On peut craindre que cette surenchère sur le circuit des conférenciers ne nous déconnecte des intérêts des patients, voire de la réalité de l’exercice de notre métier en nous imposant une nouvelle vision normative de nos traitements. N’oublions pas que nous sommes des dentistes; pour certains de bons, voire de très bons dentistes, appliqués et soucieux de l’esthétique, mais, somme toute, des dentistes. Et la pratique de l’Art Dentaire, aussi esthétique soit-il, ne peut se limiter à son aspect cosmétique.
CONCLUSION
L’odontologie serait-elle devenue la seule discipline médico-chirurgicale à délirer de la sorte? Les gynécologues ou les dermatologues mettent-ils en scène leurs patients et leurs traitements de la sorte? Mêmes les chirurgiens esthétiques se posent ces questions : cliquez ici
Pour éviter de déclencher de polémiques inutiles à propos d’un sujet complexe, rappelons que l’utilisation de la photographie dentaire est indispensable en dentisterie contemporaine. Nous ne prônons certainement pas la médiocrité clinique ou la médiocrité de l’iconographie, encore moins la fraude à la retouche numérique des images. Il faut d’ailleurs reconnaitre les qualités professionnelles et artistique des praticiens qui alimentent cette surenchère : ils sont talentueux et passionnés. Mais nous devons nous interroger sur les effets des nouveaux modes de communication professionnelle et faire la part des choses.

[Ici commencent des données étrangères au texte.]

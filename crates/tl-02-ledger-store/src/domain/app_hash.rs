use sha2::{Digest, Sha256};
use shared_types::Hash;

const APP_HASH_DOMAIN: &[u8] = b"tl/app-hash/v1";

/// Chained commitment over one committed block.
///
/// `SHA-256(domain || previous || height || size_counter || writes)` where
/// integers are big-endian and each written key and value is prefixed with
/// its length as a big-endian `u64`. `writes` must be in ascending key order;
/// the ledger passes them straight out of a `BTreeMap`.
pub fn compute_app_hash(
    previous: &Hash,
    height: u64,
    size_counter: u64,
    writes: &[(Vec<u8>, Vec<u8>)],
) -> Hash {
    let mut hasher = Sha256::new();
    hasher.update(APP_HASH_DOMAIN);
    hasher.update(previous);
    hasher.update(height.to_be_bytes());
    hasher.update(size_counter.to_be_bytes());
    for (key, value) in writes {
        hasher.update((key.len() as u64).to_be_bytes());
        hasher.update(key);
        hasher.update((value.len() as u64).to_be_bytes());
        hasher.update(value);
    }
    hasher.finalize().into()
}
//! # Query Validation
//!
//! 1. freshness against the local clock
//! 2. watcher check when asking about another identity
//! 3. signature over the canonical payload
//!
//! Yields the identity whose balance should be returned.

use crate::domain::errors::QueryError;
use crate::domain::query::QueryRequest;
use shared_types::Timestamp;
use std::time::Duration;
use tl_01_signature_verification::{Ed25519Verifier, Identity, SignatureVerificationApi};
use tl_03_authorization::RegistrySnapshot;

/// Acceptance window for `requestedAt`.
#[derive(Debug, Clone, Copy, PartialEq, Eq)]
pub struct FreshnessPolicy {
    /// Oldest accepted request age (default 5s).
    pub max_age: Duration,
    /// How far ahead of the local clock a request may be dated (default 5s).
    pub max_future_skew: Duration,
}

impl Default for FreshnessPolicy {
    fn default() -> Self {
        Self {
            max_age: Duration::from_secs(5),
            max_future_skew: Duration::from_secs(5),
        }
    }
}

impl FreshnessPolicy {
    pub fn check(&self, requested_at: Timestamp, now: Timestamp) -> Result<(), QueryError> {
        let max_age_ms = self.max_age.as_millis() as u64;
        let max_skew_ms = self.max_future_skew.as_millis() as u64;

        if requested_at > now {
            let ahead_ms = requested_at - now;
            if ahead_ms > max_skew_ms {
                return Err(QueryError::FromFuture {
                    ahead_ms,
                    max_skew_ms,
                });
            }
            return Ok(());
        }

        let age_ms = now - requested_at;
        if age_ms > max_age_ms {
            return Err(QueryError::Stale { age_ms, max_age_ms });
        }
        Ok(())
    }
}

pub struct QueryValidator<V = Ed25519Verifier> {
    verifier: V,
    policy: FreshnessPolicy,
}

impl QueryValidator {
    pub fn with_policy(policy: FreshnessPolicy) -> Self {
        Self::new(Ed25519Verifier::new(), policy)
    }
}

impl<V: SignatureVerificationApi> QueryValidator<V> {
    pub fn new(verifier: V, policy: FreshnessPolicy) -> Self {
        Self { verifier, policy }
    }

    pub fn policy(&self) -> &FreshnessPolicy {
        &self.policy
    }

    pub fn validate(
        &self,
        request: &QueryRequest,
        registry: &RegistrySnapshot,
        now: Timestamp,
    ) -> Result<Identity, QueryError> {
        let data = &request.data;

        self.policy.check(data.requested_at, now)?;

        if data.on_behalf_of.is_some() {
            // A sender key that does not decode cannot be a registered watcher.
            let is_watcher = self
                .verifier
                .decode_identity(data.from.as_slice())
                .map(|from| registry.is_watcher(&from))
                .unwrap_or(false);
            if !is_watcher {
                return Err(QueryError::NotWatcher);
            }
        }

        let valid = self.verifier.verify(
            data.from.as_slice(),
            request.signature.as_slice(),
            &data.signing_bytes(),
        )?;
        if !valid {
            return Err(QueryError::InvalidSignature);
        }

        match &data.on_behalf_of {
            Some(target) => self
                .verifier
                .decode_identity(target.as_slice())
                .map_err(|_| QueryError::MalformedTarget),
            None => Ok(self.verifier.decode_identity(data.from.as_slice())?),
        }
    }
}
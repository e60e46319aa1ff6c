//! # Cross-Crate Integration Tests
//!
//! Every test drives the application only through the consensus boundary
//! (`check_tx`, `deliver_tx`, `commit`, `query`, `info`).

pub mod persistence;
pub mod properties;
pub mod scenarios;
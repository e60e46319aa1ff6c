//! # Wire Frames
//!
//! One JSON object per line in each direction.
//!
//! ```text
//! → {"method":"deliver_tx","tx":"<hex>"}
//! ← {"code":0}
//! → {"method":"query","data":"<hex>"}
//! ← {"code":0,"value":"<hex>"}
//! → {"method":"commit"}
//! ← {"appHash":"<hex>"}
//! ```
//!
//! A line that does not parse is answered with `{"error": "..."}` and the
//! connection stays open.

use serde::{Deserialize, Serialize};
use shared_types::HexBytes;
use tl_06_application::{
    ApplicationError, ConsensusApplication, ResponseCheckTx, ResponseCommit, ResponseDeliverTx,
    ResponseInfo, ResponseQuery,
};

#[derive(Debug, Clone, PartialEq, Eq, Deserialize, Serialize)]
#[serde(tag = "method", rename_all = "snake_case")]
pub enum Request {
    Info,
    CheckTx { tx: HexBytes },
    DeliverTx { tx: HexBytes },
    Commit,
    Query { data: HexBytes },
}

#[derive(Debug, Clone, PartialEq, Eq, Serialize)]
#[serde(untagged)]
pub enum Response {
    Info(ResponseInfo),
    CheckTx(ResponseCheckTx),
    DeliverTx(ResponseDeliverTx),
    Commit(ResponseCommit),
    Query(ResponseQuery),
    Error { error: String },
}

/// Answer one frame.
///
/// `Err` only when the application reports a failed commit; the caller must
/// stop serving.
pub fn dispatch(app: &dyn ConsensusApplication, line: &str) -> Result<Response, ApplicationError> {
    let request: Request = match serde_json::from_str(line) {
        Ok(request) => request,
        Err(e) => {
            return Ok(Response::Error {
                error: format!("bad frame: {e}"),
            })
        }
    };

    Ok(match request {
        Request::Info => Response::Info(app.info()),
        Request::CheckTx { tx } => Response::CheckTx(app.check_tx(tx.as_slice())),
        Request::DeliverTx { tx } => Response::DeliverTx(app.deliver_tx(tx.as_slice())),
        Request::Commit => Response::Commit(app.commit()?),
        Request::Query { data } => Response::Query(app.query(data.as_slice())),
    })
}
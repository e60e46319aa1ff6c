//! # Ports
//!
//! - [`KeyValueStore`]: driven port implemented by the storage adapters
//! - [`WorkingLedger`]: driving port used by transaction processing

pub mod database;
pub mod ledger;

pub use database::{BatchOperation, KeyValueStore, ScanResult};
pub use ledger::WorkingLedger;
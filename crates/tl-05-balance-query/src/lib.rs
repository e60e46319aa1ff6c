//! # tl-05-balance-query
//!
//! Answers signed balance queries from committed state.
//!
//! A query is accepted only if it is fresh (`requestedAt` within the
//! configured window of the local clock), the sender is a watcher when
//! asking about another identity, and the signature is valid. The `nonce`
//! is signed but not tracked; the freshness window bounds replay.

pub mod adapters;
pub mod domain;
pub mod ports;
pub mod service;

pub use adapters::{ManualTimeSource, SystemTimeSource};
pub use domain::{
    FreshnessPolicy, QueryData, QueryError, QueryRequest, QueryResponse, QueryValidator,
};
pub use ports::{BalanceReader, TimeSource};
pub use service::BalanceQueryService;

Le problème, quand on ne finit par nous montrer que de « belles » choses, sous un angle toujours plus flatteur, concerne d’avantage celui qui les regarde. Face à cette dentisterie où tout est en apparence sublime, que ressent un praticien, loin des beaux quartiers parisiens, exerçant en zone rurale sous-dotée, lorsqu’il voit ces photos cliniques, en 10x5m? Qui osera encore présenter un échec, une complication ou partager un cas d’une situation initiale peu ou pas « sexy »? La qualité de l’iconographie est importante dans notre métier, pour visualiser le réel . Travestir cette réalité sert une autre forme, une autre norme.